The deposit dispute process is relatively unknown to most inventory providers. Historically; you are not included in either the discussions and or the submission of evidence over and above the provision of the inventory, check in, interim and check out reports that you provide as part of your services to the client.
This does put providers at a distinct disadvantage because even though some of the deposit schemes do provide case studies they are invariably non-specific and are unlikely to relate directly to your reports. This means that any learning opportunities that could be gleamed from feeding back directly to you as the report provider are somewhat sparse and often open to interpretation.
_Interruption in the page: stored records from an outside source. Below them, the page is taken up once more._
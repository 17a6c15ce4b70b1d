// Copyright 2025 eraflo
//
// Licensed under the Apache License, Version 2.0 (the "License");
// you may not use this file except in compliance with the License.
// You may obtain a copy of the License at
//
//     http://www.apache.org/licenses/LICENSE-2.0
//
// Unless required by applicable law or agreed to in writing, software
// distributed under the License is distributed on an "AS IS" BASIS,
// WITHOUT WARRANTIES OR CONDITIONS OF ANY KIND, either express or implied.
// See the License for the specific language governing permissions and
// limitations under the License.

//! The presentation surface contract.

use crate::device::TextureFormat;
use crate::error::RenderError;
use crate::handle::{DescriptorHandle, TextureId};
use std::fmt::Debug;

/// A swap chain as seen by the frame orchestrator.
///
/// Back buffers are created and owned by the surface. They sit in
/// [`ResourceState::Present`](crate::ResourceState::Present) whenever the
/// orchestrator is not recording into them.
pub trait PresentationSurface: Send + Debug {
    /// Number of back buffers in the chain.
    fn back_buffer_count(&self) -> u32;

    /// Format of the back buffers.
    fn format(&self) -> TextureFormat;

    /// Current width and height in pixels.
    fn extent(&self) -> (u32, u32);

    /// The back buffer the next frame renders into.
    fn current_back_buffer(&self) -> TextureId;

    /// Render target view of [`current_back_buffer`](Self::current_back_buffer).
    fn current_back_buffer_view(&self) -> DescriptorHandle;

    /// Blocks until the current back buffer may be written by the GPU.
    fn wait_for_ready(&mut self) -> Result<(), RenderError>;

    /// Presents the current back buffer and advances to the next one.
    fn present(&mut self) -> Result<(), RenderError>;
}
It therefore leaves providers in the unenviable position of having to ‘guess’ exactly what is required and needed both at the reporting stage and deposit dispute stage. Even though guidance has been issued as to the type of evidence required and the level of detail needed by deposit schemes there remains quite a grey area with no specific advice and guidance being issued or required. This means that reports and their standards differ massively from provider to provider and region to region.
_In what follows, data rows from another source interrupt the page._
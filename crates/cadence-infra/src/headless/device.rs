// Copyright 2025 eraflo
//
// Licensed under the Apache License, Version 2.0 (the "License");
// you may not use this file except in compliance with the License.
// You may obtain a copy of the License at
//
//     http://www.apache.org/licenses/LICENSE-2.0
//
// Unless required by applicable law or agreed to in writing, software
// distributed under the License is distributed on an "AS IS" BASIS,
// WITHOUT WARRANTIES OR CONDITIONS OF ANY KIND, either express or implied.
// See the License for the specific language governing permissions and
// limitations under the License.

//! The headless [`GraphicsDevice`] implementation.

use super::encoder::HeadlessEncoder;
use super::state::{
    BufferEntry, CommandBufferEntry, CommandBufferStatus, CompletionMode, DeviceEvent,
    DeviceState, HeapEntry, TextureEntry,
};
use cadence_core::{
    BufferDescriptor, BufferId, CommandBufferId, CommandEncoder, DescriptorCategory,
    DescriptorHandle, DescriptorHeapId, DescriptorHeapInfo, FenceValue, GpuAddress,
    GraphicsDevice, PipelineDescriptor, PipelineId, QuerySetId, RenderError, ResourceState,
    TextureDescriptor, TextureId, ViewKind,
};
use std::sync::{Arc, Mutex, MutexGuard, PoisonError};

const DESCRIPTOR_INCREMENT: u32 = 32;

/// Tunables of the simulated queue.
#[derive(Debug, Clone, Copy, PartialEq, Eq)]
pub struct HeadlessConfig {
    /// Reported timestamp ticks per second.
    pub timestamp_frequency: u64,
    /// Ticks the simulated clock advances per executed command.
    pub tick_step: u64,
    /// Completion behavior of submitted work.
    pub mode: CompletionMode,
}

impl Default for HeadlessConfig {
    fn default() -> Self {
        Self {
            timestamp_frequency: 1_000_000_000,
            tick_step: 1_000,
            mode: CompletionMode::Immediate,
        }
    }
}

/// A simulated GPU device and queue living entirely in host memory.
///
/// Cloning yields another handle to the same device.
#[derive(Debug, Clone)]
pub struct HeadlessDevice {
    shared: Arc<Mutex<DeviceState>>,
    config: HeadlessConfig,
}

impl Default for HeadlessDevice {
    fn default() -> Self {
        Self::new(HeadlessConfig::default())
    }
}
As a result of this lack of clarity; the contents of reports are not always necessarily what deposit scheme adjudicators need in regards to robust evidence. However; unless providers are given specific feedback or a template / disclaimer that is universally agreed combined with operating standards and applied terminology, we will always have this issue.
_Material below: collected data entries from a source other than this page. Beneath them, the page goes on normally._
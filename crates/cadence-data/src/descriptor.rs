// Copyright 2025 eraflo
//
// Licensed under the Apache License, Version 2.0 (the "License");
// you may not use this file except in compliance with the License.
// You may obtain a copy of the License at
//
//     http://www.apache.org/licenses/LICENSE-2.0
//
// Unless required by applicable law or agreed to in writing, software
// distributed under the License is distributed on an "AS IS" BASIS,
// WITHOUT WARRANTIES OR CONDITIONS OF ANY KIND, either express or implied.
// See the License for the specific language governing permissions and
// limitations under the License.

//! Fixed-capacity descriptor heaps.
//!
//! Each category gets one heap, sized from [`DescriptorCounts`] at startup.
//! Slots are handed out by a bump cursor and never returned: owners keep their
//! handles for as long as the heap lives and the whole heap is destroyed at
//! once during teardown.

use cadence_core::{
    ConfigurationError, DescriptorCategory, DescriptorCounts, DescriptorHandle, DescriptorHeapInfo,
    DescriptorTable, GraphicsDevice, RenderError,
};

/// A single append-only descriptor heap.
#[derive(Debug)]
pub struct DescriptorHeap {
    category: DescriptorCategory,
    info: DescriptorHeapInfo,
    capacity: u32,
    next: u32,
}

impl DescriptorHeap {
    /// Creates a heap of `capacity` slots on the device.
    pub fn new(
        device: &dyn GraphicsDevice,
        category: DescriptorCategory,
        capacity: u32,
    ) -> Result<Self, RenderError> {
        let info = device.create_descriptor_heap(category, capacity)?;
        log::debug!("{} descriptor heap created with {} slots", category, capacity);
        Ok(Self {
            category,
            info,
            capacity,
            next: 0,
        })
    }

    /// Hands out `count` contiguous slots.
    ///
    /// # Errors
    ///
    /// Returns [`ConfigurationError::PoolExhausted`] if fewer than `count` slots
    /// remain. The heap is left untouched in that case.
    pub fn allocate(&mut self, count: u32) -> Result<DescriptorTable, ConfigurationError> {
        let remaining = self.remaining();
        if count > remaining {
            return Err(ConfigurationError::PoolExhausted {
                category: self.category,
                requested: count,
                remaining,
            });
        }

        let index = self.next;
        let offset = u64::from(index) * u64::from(self.info.increment);
        let first = DescriptorHandle {
            category: self.category,
            index,
            cpu: self.info.cpu_base + offset,
            gpu: self.info.gpu_base.map(|base| base + offset),
        };
        self.next += count;
        Ok(DescriptorTable::new(first, count, self.info.increment))
    }

    /// Hands out a single slot.
    pub fn allocate_one(&mut self) -> Result<DescriptorHandle, ConfigurationError> {
        Ok(self.allocate(1)?.first())
    }

    /// The category of descriptors stored in this heap.
    pub fn category(&self) -> DescriptorCategory {
        self.category
    }

    /// Total number of slots.
    pub fn capacity(&self) -> u32 {
        self.capacity
    }

    /// Number of slots handed out so far.
    pub fn allocated(&self) -> u32 {
        self.next
    }

    /// Number of slots still free.
    pub fn remaining(&self) -> u32 {
        self.capacity - self.next
    }

    /// Destroys the heap and every view written into it.
    pub fn destroy(self, device: &dyn GraphicsDevice) {
        if let Err(e) = device.destroy_descriptor_heap(self.info.id) {
            log::warn!(
                "DescriptorHeap({}): Failed to destroy heap: {:?}",
                self.category,
                e
            );
        }
    }
}

/// The four descriptor heaps of the renderer.
#[derive(Debug)]
pub struct DescriptorHeaps {
    cbv_srv_uav: DescriptorHeap,
    sampler: DescriptorHeap,
    render_target: DescriptorHeap,
    depth_stencil: DescriptorHeap,
}

impl DescriptorHeaps {
    /// Creates every heap with the configured sizes.
    pub fn new(device: &dyn GraphicsDevice, counts: &DescriptorCounts) -> Result<Self, RenderError> {
        let heaps = Self {
            cbv_srv_uav: DescriptorHeap::new(
                device,
                DescriptorCategory::CbvSrvUav,
                counts.cbv_srv_uav(),
            )?,
            sampler: DescriptorHeap::new(device, DescriptorCategory::Sampler, counts.sampler)?,
            render_target: DescriptorHeap::new(device, DescriptorCategory::RenderTarget, counts.rtv)?,
            depth_stencil: DescriptorHeap::new(device, DescriptorCategory::DepthStencil, counts.dsv)?,
        };
        log::info!(
            "Descriptor heaps ready: {} CBV/SRV/UAV, {} samplers, {} RTV, {} DSV",
            counts.cbv_srv_uav(),
            counts.sampler,
            counts.rtv,
            counts.dsv
        );
        Ok(heaps)
    }

    /// The heap holding descriptors of `category`.
    pub fn heap(&self, category: DescriptorCategory) -> &DescriptorHeap {
        match category {
            DescriptorCategory::CbvSrvUav => &self.cbv_srv_uav,
            DescriptorCategory::Sampler => &self.sampler,
            DescriptorCategory::RenderTarget => &self.render_target,
            DescriptorCategory::DepthStencil => &self.depth_stencil,
        }
    }

    fn heap_mut(&mut self, category: DescriptorCategory) -> &mut DescriptorHeap {
        match category {
            DescriptorCategory::CbvSrvUav => &mut self.cbv_srv_uav,
            DescriptorCategory::Sampler => &mut self.sampler,
            DescriptorCategory::RenderTarget => &mut self.render_target,
            DescriptorCategory::DepthStencil => &mut self.depth_stencil,
        }
    }

    /// Hands out `count` contiguous slots of `category`.
    pub fn allocate(
        &mut self,
        category: DescriptorCategory,
        count: u32,
    ) -> Result<DescriptorTable, ConfigurationError> {
        self.heap_mut(category).allocate(count)
    }

    /// Shader resource, constant buffer or unordered access slots.
    pub fn allocate_cbv_srv_uav(&mut self, count: u32) -> Result<DescriptorTable, ConfigurationError> {
        self.allocate(DescriptorCategory::CbvSrvUav, count)
    }

    /// Sampler slots.
    pub fn allocate_sampler(&mut self, count: u32) -> Result<DescriptorTable, ConfigurationError> {
        self.allocate(DescriptorCategory::Sampler, count)
    }

    /// Render target view slots.
    pub fn allocate_rtv(&mut self, count: u32) -> Result<DescriptorTable, ConfigurationError> {
        self.allocate(DescriptorCategory::RenderTarget, count)
    }

    /// Depth stencil view slots.
    pub fn allocate_dsv(&mut self, count: u32) -> Result<DescriptorTable, ConfigurationError> {
        self.allocate(DescriptorCategory::DepthStencil, count)
    }

    /// Destroys all four heaps.
    pub fn destroy(self, device: &dyn GraphicsDevice) {
        self.cbv_srv_uav.destroy(device);
        self.sampler.destroy(device);
        self.render_target.destroy(device);
        self.depth_stencil.destroy(device);
    }
}

#[cfg(test)]
mod tests {
    use super::*;
    use cadence_infra::HeadlessDevice;
    use std::collections::HashSet;

    #[test]
    fn test_allocate_exactly_capacity_gives_disjoint_handles() {
        let device = HeadlessDevice::default();
        let mut heap = DescriptorHeap::new(&device, DescriptorCategory::CbvSrvUav, 8).unwrap();

        let a = heap.allocate(3).unwrap();
        let b = heap.allocate(5).unwrap();
        assert_eq!(heap.remaining(), 0);

        let cpu: HashSet<u64> = a.iter().chain(b.iter()).map(|h| h.cpu).collect();
        let gpu: HashSet<u64> = a.iter().chain(b.iter()).filter_map(|h| h.gpu).collect();
        let indices: HashSet<u32> = a.iter().chain(b.iter()).map(|h| h.index).collect();
        assert_eq!(cpu.len(), 8);
        assert_eq!(gpu.len(), 8);
        assert_eq!(indices, (0..8).collect());
    }

    #[test]
    fn test_allocate_past_capacity_is_pool_exhausted() {
        let device = HeadlessDevice::default();
        let mut heap = DescriptorHeap::new(&device, DescriptorCategory::RenderTarget, 4).unwrap();
        heap.allocate(4).unwrap();

        let err = heap.allocate_one().unwrap_err();
        assert_eq!(
            err,
            ConfigurationError::PoolExhausted {
                category: DescriptorCategory::RenderTarget,
                requested: 1,
                remaining: 0,
            }
        );
    }

    #[test]
    fn test_failed_allocation_leaves_heap_untouched() {
        let device = HeadlessDevice::default();
        let mut heap = DescriptorHeap::new(&device, DescriptorCategory::DepthStencil, 4).unwrap();
        heap.allocate(3).unwrap();
        assert!(heap.allocate(2).is_err());
        assert_eq!(heap.allocated(), 3);
        assert!(heap.allocate(1).is_ok());
    }

    #[test]
    fn test_cpu_only_heaps_have_no_gpu_handles() {
        let device = HeadlessDevice::default();
        let mut heaps = DescriptorHeaps::new(&device, &DescriptorCounts::default()).unwrap();
        assert!(heaps.allocate_rtv(2).unwrap().iter().all(|h| h.gpu.is_none()));
        assert!(heaps.allocate_dsv(1).unwrap().first().gpu.is_none());
        assert!(heaps.allocate_sampler(1).unwrap().first().gpu.is_some());
        assert!(heaps
            .allocate_cbv_srv_uav(2)
            .unwrap()
            .iter()
            .all(|h| h.gpu.is_some()));
        assert_eq!(heaps.heap(DescriptorCategory::CbvSrvUav).capacity(), 6100);
        heaps.destroy(&device);
    }
}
But that doesn’t mean we should either be happy with our lot or just give up and go home!
There is a lot that can be learnt from the industry as a whole in order to help you understand your specific role and how you contribute to the lettings process. What is very clear is that the role of an inventory provider is so much more than just compiling reports on the rental property. There is a raft of information, Government guidelines and legislation that underpins not only the process of renting a property but also the ongoing management and maintenance.
The process for deciding on whether the tenant receives back the entirety of the deposit or if the matter goes to dispute needs to be understood so that inventory providers focus on the detail and information required. This will enable adjudicators to carry out their function with all the evidence they need to come to a fair and reasoned conclusion.
Professional report providers need to not only understand their own role but that of the landlord, the agent and the tenant and where liabilities exist and should / need to be applied. By completing this course as a professional inventory provider you will be in a stronger position to offer advice and guidance to your client base.